Басанти до сих пор пребывала в полной уверенности, что свадьбу они с Дину справили по всем правилам. Поэтому она подробно поведала Шьяме обо всем: как, взявшись за руки, они стояли перед вырванным из календаря листком с изображением Кришны; как Басанти осторожно воткнула сорванные на клумбе розы в шевелюру Дину; как Дину неловко приладил цветы к ее прическе и как потом он взял бумажку с мелко наструганным грифелем красного карандаша и, макнув большой палец, провел им по ее пробору… Не забыла Басанти рассказать и о том, какая полная луна сияла на небе и как при лунном свете они поклялись друг другу…

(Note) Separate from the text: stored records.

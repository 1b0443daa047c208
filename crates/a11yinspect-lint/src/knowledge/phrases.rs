//! Uninformative text that does not describe its target.

/// Link text that does not describe the link's destination.
pub const GENERIC_LINK_TEXT: &[&str] = &[
    "click here",
    "here",
    "link",
    "read more",
    "more",
    "continue",
    "next",
    "previous",
    "back",
    "download",
];

/// Button text that does not describe the button's action.
pub const GENERIC_BUTTON_TEXT: &[&str] = &["click", "submit", "ok", "yes", "no"];

/// Text alternatives that name the kind of graphic instead of its content.
pub const GENERIC_IMAGE_TEXT: &[&str] = &[
    "image",
    "graphic",
    "picture",
    "photo",
    "spacer",
    "thumbnail",
    "drawing",
    "painting",
    "artwork",
    "animation",
    "jpeg",
    "png",
    "gif",
    "svg",
    "tiff",
    "webp",
    "img",
    "icon",
];

/// Determines if the text exactly matches one of the phrases, ignoring case
/// and surrounding whitespace.
pub fn matches(phrases: &[&str], text: &str) -> bool {
    let text = text.trim();
    phrases.iter().any(|p| p.eq_ignore_ascii_case(text))
}

#[cfg(test)]
mod tests {
    use super::*;

    #[test]
    fn matches_case_insensitively() {
        assert!(matches(GENERIC_LINK_TEXT, " Click Here "));
        assert!(matches(GENERIC_IMAGE_TEXT, "ICON"));
        assert!(!matches(GENERIC_BUTTON_TEXT, "submit order"));
    }
}
//! Implementation of the `profile` subcommand.

use a11yinspect_lint::Config;
use a11yinspect_lint::Profile;
use a11yinspect_lint::rules;
use anyhow::Context;
use clap::Parser;
use clap::builder::PossibleValuesParser;
use strum::IntoEnumIterator;

/// Arguments for the `profile` subcommand.
#[derive(Parser, Debug)]
#[command(author, version, about)]
pub struct Args {
    /// The name of the profile.
    #[arg(value_parser = PossibleValuesParser::new(Profile::iter().map(|p| p.to_string())))]
    pub name: String,

    /// Prefixes every rule name with `<PREFIX>/`, the shape a host linter
    /// consumes its plugin rules in.
    #[arg(long, value_name = "PREFIX")]
    pub prefix: Option<String>,
}

/// Renders the rule levels of a profile as JSON.
pub fn render(args: &Args) -> anyhow::Result<String> {
    let profile = Profile::from_name(&args.name)?;
    let rules = rules(&Config::default());
    let levels = match &args.prefix {
        Some(prefix) => profile.plugin_config(prefix, &rules),
        None => profile.levels(&rules),
    };

    serde_json::to_string_pretty(&levels).context("failed to serialize profile")
}

/// Runs the `profile` command.
pub fn profile(args: Args) -> anyhow::Result<()> {
    println!("{}", render(&args)?);
    Ok(())
}

#[cfg(test)]
mod tests {
    use a11yinspect_lint::RuleLevels;
    use pretty_assertions::assert_eq;

    use super::*;

    #[test]
    fn renders_prefixed_levels() {
        let json = render(&Args {
            name: "errors-only".to_string(),
            prefix: Some("a11yinspect".to_string()),
        })
        .unwrap();
        let levels: RuleLevels = serde_json::from_str(&json).unwrap();
        assert_eq!(
            levels["a11yinspect/img-element-warning"].to_string(),
            "off"
        );
        assert_eq!(levels["a11yinspect/img-element"].to_string(), "error");
    }

    #[test]
    fn renders_plain_levels() {
        let json = render(&Args {
            name: "recommended".to_string(),
            prefix: None,
        })
        .unwrap();
        assert!(json.contains(r#""skip-link-warning": "warn""#));
    }

    #[test]
    fn unknown_profiles_fail() {
        let err = render(&Args {
            name: "lenient".to_string(),
            prefix: None,
        })
        .unwrap_err();
        assert_eq!(err.to_string(), "unknown profile `lenient`");
    }
}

Басанти рассказывала, а Шьяма, поджав губы, смотрела на нее сердитыми глазами и скорбно качала головой.
— И это ты называешь свадьбой? — наконец вымолвила она. — Ну разве я не говорила тебе? Разве не предупреждала?
— О чем, тетя?
— О том, что доверять этому человеку нельзя. О том, что сначала надо выйти замуж, а уж только после этого переступать порог его дома.
— Но ведь свадьбу-то мы справили.
— И ты называешь это свадьбой? Свадебный обряд совершает пандит. Это во-первых. А во-вторых, на церемонии присутствуют все члены общины, чтобы в случае чего могли подтвердить: да, свадьба была… Эх ты, Басанти, какую глупость сделала! Ни пандита, ни одного свидетеля! Взяли и все сами устроили! А теперь этот человек натешился — и поминай как звали.
— Нет, тетечка, нет! — еле слышно выдавила из себя Басанти.
— Что нет? А если он скажет, что никакой свадьбы не было, что тогда?
— Ну, скажет — и скажет, — уже спокойнее произнесла Басанти.
— Ох, плакать тебе горькими слезами, Басанти! Ничего-то ты еще не смыслишь.
— Ну и что, тетя? Плакать — значит, плакать.
Басанти спокойно вскинула на нее глаза. У Шьямы было такое ощущение, будто Басанти околдовали, она не в состоянии отличить, где белое, а где — черное. Раньше была такая боевая, а теперь вдруг ко всему стала безразличная. Что бы это могло значить? И вдруг Шьяму точно осенило:
— Э, да ты никак беременна! А я-то, дура старая, гляжу на тебя, а самой и невдомек. Ну, проходи же, проходи, садись, — и, взяв девушку за руку, Шьяма усадила ее рядом. С души у Басанти словно камень свалился.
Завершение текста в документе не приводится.